MADISON — Gov. Scott Walker’s new book isn’t exactly a tell-all. In fact, it glosses over or just leaves out many pieces in the story related to Walker’s successful drive to take power away from public unions and the subsequent recall battle.
“Unintimidated: A Governor’s Story and a Nation’s Challenge” will be released Nov. 19. The Associated Press obtained an early copy.
Some issues Walker avoids in the book include:
JOBS PROMISE: Walker promised in his 2010 election campaign that after four years with him as governor the state would add 250,000 private sector jobs. It was a lynchpin of that campaign, and Walker reiterated it during the recall two years later, even though numbers at that point showed he was on pace to only add half that many.
Walker never mentions his jobs creation promise in the book. Instead, the book focuses on how many jobs the state lost prior to his taking office and how Walker argued during the recall that monthly job-collection data being used against him was inaccurate.

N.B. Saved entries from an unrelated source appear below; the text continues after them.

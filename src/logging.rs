//! Tracing subscriber setup

use std::sync::OnceLock;
use tracing_subscriber::EnvFilter;

static INIT: OnceLock<()> = OnceLock::new();

/// Install the global subscriber. `RUST_LOG` overrides the default filter.
/// Safe to call more than once.
pub fn init() {
    INIT.get_or_init(|| {
        let filter = EnvFilter::try_from_default_env()
            .unwrap_or_else(|_| EnvFilter::new("info,tower_http=info"));

        let _ = tracing_subscriber::fmt()
            .with_env_filter(filter)
            .with_target(false)
            .try_init();
    });
}
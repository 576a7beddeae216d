//! Classification and validation of uploaded media

use serde::Serialize;
use std::path::Path;
use thiserror::Error;

use crate::constants::{IMAGES_DIR, VIDEOS_DIR};

const IMAGE_EXTENSIONS: &[&str] = &[".jpg", ".jpeg", ".png", ".gif", ".bmp", ".webp"];
const VIDEO_EXTENSIONS: &[&str] = &[".mp4", ".avi", ".mov", ".wmv", ".flv", ".mkv", ".webm"];

#[derive(Error, Debug, PartialEq, Eq)]
pub enum MediaError {
    #[error("File must be an image or video. Got extension: {extension}, content-type: {content_type}")]
    Unsupported {
        extension: String,
        content_type: String,
    },

    #[error("Empty file content")]
    Empty,

    #[error("{kind} file too large. Maximum size is {max_mb}MB.")]
    TooLarge { kind: &'static str, max_mb: usize },
}

#[derive(Debug, Clone, Copy, PartialEq, Eq, Hash, Serialize)]
#[serde(rename_all = "lowercase")]
pub enum MediaKind {
    Image,
    Video,
}

impl MediaKind {
    pub fn as_str(&self) -> &'static str {
        match self {
            MediaKind::Image => "image",
            MediaKind::Video => "video",
        }
    }

    /// Upload sub-directory for this kind
    pub fn dir_name(&self) -> &'static str {
        match self {
            MediaKind::Image => IMAGES_DIR,
            MediaKind::Video => VIDEOS_DIR,
        }
    }
}

/// A classified upload: what it is and the extension it is stored under
#[derive(Debug, Clone, PartialEq, Eq)]
pub struct Classified {
    pub kind: MediaKind,
    pub extension: String,
}

/// Lower-cased extension with its leading dot, or "" when there is none
pub fn file_extension(filename: &str) -> String {
    Path::new(filename)
        .extension()
        .and_then(|e| e.to_str())
        .map(|e| format!(".{}", e.to_lowercase()))
        .unwrap_or_default()
}

/// Extension used when only the content type is known
pub fn get_extension(content_type: &str) -> &'static str {
    match content_type {
        "image/png" => ".png",
        "image/jpeg" | "image/jpg" => ".jpg",
        "image/webp" => ".webp",
        "image/gif" => ".gif",
        "image/bmp" => ".bmp",
        "video/mp4" => ".mp4",
        "video/webm" => ".webm",
        "video/quicktime" => ".mov",
        "video/x-msvideo" => ".avi",
        "video/x-matroska" => ".mkv",
        _ => ".bin",
    }
}

/// Classify by extension first, falling back to the declared content type.
pub fn classify(filename: Option<&str>, content_type: Option<&str>) -> Result<Classified, MediaError> {
    let extension = filename.map(file_extension).unwrap_or_default();

    if IMAGE_EXTENSIONS.contains(&extension.as_str()) {
        return Ok(Classified {
            kind: MediaKind::Image,
            extension,
        });
    }
    if VIDEO_EXTENSIONS.contains(&extension.as_str()) {
        return Ok(Classified {
            kind: MediaKind::Video,
            extension,
        });
    }

    let content_type = content_type.unwrap_or("").to_lowercase();
    let kind = if content_type.starts_with("image/") {
        MediaKind::Image
    } else if content_type.starts_with("video/") {
        MediaKind::Video
    } else {
        return Err(MediaError::Unsupported {
            extension,
            content_type,
        });
    };

    let extension = if extension.is_empty() {
        get_extension(&content_type).to_string()
    } else {
        extension
    };

    Ok(Classified { kind, extension })
}

/// Reject empty or oversized content for the given kind.
pub fn validate_size(
    kind: MediaKind,
    len: usize,
    max_image_bytes: usize,
    max_video_bytes: usize,
) -> Result<(), MediaError> {
    if len == 0 {
        return Err(MediaError::Empty);
    }

    let (limit, label) = match kind {
        MediaKind::Image => (max_image_bytes, "Image"),
        MediaKind::Video => (max_video_bytes, "Video"),
    };

    if len > limit {
        return Err(MediaError::TooLarge {
            kind: label,
            max_mb: limit / (1024 * 1024),
        });
    }
    Ok(())
}
use std::sync::Arc;

use verifai_api::config::Config;
use verifai_api::services::cleanup;
use verifai_api::{AppState, build_app, logging, storage};

#[tokio::main]
async fn main() {
    logging::init();

    let config = Config::from_env();
    storage::ensure_upload_dirs(&config.uploads_dir)
        .await
        .unwrap_or_else(|e| {
            panic!(
                "Failed to create upload directories under {}: {}",
                config.uploads_dir.display(),
                e
            )
        });

    if config.retention_hours > 0 {
        tokio::spawn(cleanup::run_cleanup_worker(
            config.uploads_dir.clone(),
            config.retention_hours,
            config.cleanup_interval_secs,
        ));
    }

    let addr = config.bind_addr();
    tracing::info!(
        strategy = %config.strategy,
        uploads = %config.uploads_dir.display(),
        "Starting VerifiAI API"
    );

    let state = Arc::new(AppState::new(config));
    let app = build_app(state);

    let listener = tokio::net::TcpListener::bind(&addr)
        .await
        .unwrap_or_else(|e| panic!("Failed to bind to {}: {}", addr, e));

    tracing::info!("Listening on http://{}", addr);
    axum::serve(listener, app).await.expect("Server failed");
}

JOHN DOE: Six people, including three of Walker’s former aides, an appointee and a major campaign contributor, were convicted of criminal charges as part of a secret John Doe investigation that was ongoing during the recall.
Walker doesn’t say anything about those close to him being convicted, or the fact that Walker himself was interviewed by investigators and spent $650,000 on criminal defense attorneys.
In fact, Walker’s only mention of the probe comes as he criticizes his recall opponent, Democratic Milwaukee Mayor Tom Barrett, for raising the issue during the campaign. Walker calls that move by Barrett a “strategic error.”
RECALL PETITIONS: Forcing the 2012 recall election required collecting more than 540,000 valid petition signatures in just two months, a mammoth task never undertaken in Wisconsin history. Petition circulators not only met the mark, they turned in more than 900,000 valid signatures from all corners of the state, exceeding nearly everyone’s expectations.
While Walker talks a lot about why he thinks he won the recall election, he barely mentions the massive petition drive that forced the vote. None of signature collections totals are reported. In fact, he only makes passing reference to the petition circulation process, mentioning that “unions began gathering signatures for my recall” around the time that a motorist drove by his home in Wauwatosa and made an obscene gesture.
DIVIDE AND CONQUER: Walker spends a lot of time talking about why his proposal to effectively end collective bargaining rights for most public workers was the best and most responsible way to deal with a $3.6 billion budget shortfall.
What he doesn’t write about is comments he made to Beloit billionaire Diane Hendricks in January 2011, just before he unveiled his plan. Walker told her that going after public employees’ bargaining rights was the “first step” in his strategy to “divide and conquer.” The comment was caught on tape by a documentary film crew and released in May 2012, just before Walker won the recall election.
Many thought the comment, because it came in reaction to a question from Hendricks about making Wisconsin a right-to-work state, meant that Walker intended to go after private unions next. Walker has denied that is his intention, but he doesn’t discuss the controversy in the book.
PROTESTS: Walker derides the protesters throughout his book, recounting the most salacious examples of them behaving badly, such as when one dumped a beer over the head of Assembly Speaker Robin Vos. “The media like to comment on how ‘peaceful’ the protests were,” Walker writes. “They must never have tried to get around the Capitol in a suit and tie.”
But what Walker fails to report is that the protests, which grew to as large as 100,000 people and would be intense for over a month, went off without major incidents. Law enforcement officials, and Democrats, repeatedly praised those who gathered to oppose Walker’s proposal for being well-behaved.
Walker also doesn’t mention the original $7.5 million estimate his administration said it would cost to repair damage to the Capitol caused by the protesters. The number failed to stand up to scrutiny and Walker quickly distanced himself from it. The actual cost for Capitol cleanup referred to in the book is about $270,000.
LEGAL FIGHT: Walker goes into little detail over the still ongoing legal fight against the law. He completely ignores a 2012 ruling, which still stands, striking down portions of the law as it affects local governments and school districts. Walker writes instead that the law “still stands.”